Among the entries that follow, how many lines contain the string "token"? Answer with that number only.
---------- Provided material
//! Owner-stamped distributed lock over the KV store.
//!
//! Acquisition is an atomic set-if-absent of a per-lock owner token with a
//! TTL. Release and lease renewal are compare-and-swap operations keyed by
//! that token, so a holder can never delete or extend a lock it lost. The
//! lock is not re-entrant: a second acquire under the same key fails even
//! for the same logical owner, because each `DistLock` carries its own token.

use std::time::Duration;

use store::{Kv as _, SharedKv};
use tokio::sync::watch;
use uuid::Uuid;

/// Canonical namespace for every lock key. Acquire, renew, and release all
/// operate on the prefixed form; callers pass the bare name.
const KEY_PREFIX: &str = "redisLock:";

const DEFAULT_TTL_SECS: u64 = 3;
const DEFAULT_BLOCK_WAIT_SECS: u64 = 5;
const POLL_INTERVAL: Duration = Duration::from_millis(50);

#[derive(Debug, thiserror::Error)]
pub enum LockError {
    #[error("lock is acquired by others")]
    AcquiredByOthers,
    /// Release found the key missing or stamped with a different token. The
    /// caller's critical section may have been interrupted.
    #[error("unlock failed: lock is no longer owned")]
    NotOwner,
    #[error(transparent)]
    Store(#[from] anyhow::Error),
}

impl LockError {
    fn is_retryable(&self) -> bool {
        matches!(self, LockError::AcquiredByOthers)
    }
}

#[derive(Clone, Debug)]
struct LockOptions {
    ttl_secs: u64,
    blocking: bool,
    max_wait_secs: u64,
    watchdog: bool,
}

impl Default for LockOptions {
    fn default() -> Self {
        Self {
            ttl_secs: DEFAULT_TTL_SECS,
            blocking: false,
            max_wait_secs: 0,
            watchdog: false,
        }
    }
}

pub struct DistLock {
    kv: SharedKv,
    key: String,
    token: String,
    opts: LockOptions,
    dog: Option<watch::Sender<bool>>,
}

impl DistLock {
    pub fn new(kv: SharedKv, name: &str) -> Self {
        Self {
            kv,
            key: format!("{KEY_PREFIX}{name}"),
            token: Uuid::new_v4().to_string(),
            opts: LockOptions::default(),
            dog: None,
        }
    }

    /// Lease duration in seconds. Zero means the key never expires, which
    /// also disables the watchdog.
    pub fn with_ttl_secs(mut self, secs: u64) -> Self {
        self.opts.ttl_secs = secs;
        self
    }

    /// Poll for the lock instead of failing on contention.
    pub fn blocking(mut self) -> Self {
        self.opts.blocking = true;
        self
    }

    pub fn with_max_wait_secs(mut self, secs: u64) -> Self {
        self.opts.max_wait_secs = secs;
        self
    }

    /// Spawn a renewer on acquisition that extends the lease every `ttl/3`
    /// until release.
    pub fn with_watchdog(mut self) -> Self {
        self.opts.watchdog = true;
        self
    }

    pub fn key(&self) -> &str {
        &self.key
    }

    pub async fn acquire(&mut self) -> Result<(), LockError> {
        self.repair_options();

        match self.try_acquire().await {
            Ok(()) => {
                self.start_watchdog();
                return Ok(());
            }
            Err(e) if self.opts.blocking && e.is_retryable() => {}
            Err(e) => return Err(e),
        }

        self.blocking_acquire().await?;
        self.start_watchdog();
        Ok(())
    }

    pub async fn release(&mut self) -> Result<(), LockError> {
        self.stop_watchdog();

        let owned = self.kv.compare_and_delete(&self.key, &self.token).await?;
        if !owned {
            return Err(LockError::NotOwner);
        }
        Ok(())
    }

    fn repair_options(&mut self) {
        if self.opts.blocking && self.opts.max_wait_secs == 0 {
            self.opts.max_wait_secs = DEFAULT_BLOCK_WAIT_SECS;
        }
        if self.opts.ttl_secs == 0 {
            // Without a lease there is nothing to renew.
            self.opts.watchdog = false;
        }
    }

    async fn try_acquire(&self) -> Result<(), LockError> {
        let ttl = match self.opts.ttl_secs {
            0 => None,
            secs => Some(Duration::from_secs(secs)),
        };
        let set = self.kv.set_nx(&self.key, &self.token, ttl).await?;
        if !set {
            return Err(LockError::AcquiredByOthers);
        }
        Ok(())
    }

    async fn blocking_acquire(&self) -> Result<(), LockError> {
        let deadline = tokio::time::Instant::now() + Duration::from_secs(self.opts.max_wait_secs);
        let mut ticker = tokio::time::interval(POLL_INTERVAL);
        ticker.set_missed_tick_behavior(tokio::time::MissedTickBehavior::Delay);

        loop {
            ticker.tick().await;
            if tokio::time::Instant::now() >= deadline {
                return Err(LockError::AcquiredByOthers);
            }

            match self.try_acquire().await {
                Ok(()) => return Ok(()),
                Err(e) if e.is_retryable() => continue,
                Err(e) => return Err(e),
            }
        }
    }

    fn start_watchdog(&mut self) {
        if !self.opts.watchdog {
            return;
        }

        let (cancel_tx, mut cancel_rx) = watch::channel(false);
        let kv = self.kv.clone();
        let key = self.key.clone();
        let token = self.token.clone();
        let ttl = Duration::from_secs(self.opts.ttl_secs);
        let step = ttl / 3;

        tokio::spawn(async move {
            let mut ticker = tokio::time::interval(step);
            // The immediate first tick is a harmless extra renewal.
            loop {
                tokio::select! {
                    _ = cancel_rx.changed() => return,
                    _ = ticker.tick() => {
                        // Renewal failures are swallowed: the lease lapses
                        // naturally and the next holder takes over.
                        match kv.compare_and_expire(&key, &token, ttl).await {
                            Ok(true) => {}
                            Ok(false) => {
                                tracing::debug!(key = %key, "lease renewal skipped, lock not owned");
                            }
                            Err(e) => {
                                tracing::debug!(key = %key, error = %e, "lease renewal failed");
                            }
                        }
                    }
                }
            }
        });

        self.dog = Some(cancel_tx);
    }

    fn stop_watchdog(&mut self) {
        if let Some(cancel) = self.dog.take() {
            let _ = cancel.send(true);
        }
    }
}

impl Drop for DistLock {
    fn drop(&mut self) {
        // If release was skipped, stop renewing so the lease lapses.
        self.stop_watchdog();
    }
}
--------------------
→ **Output**
10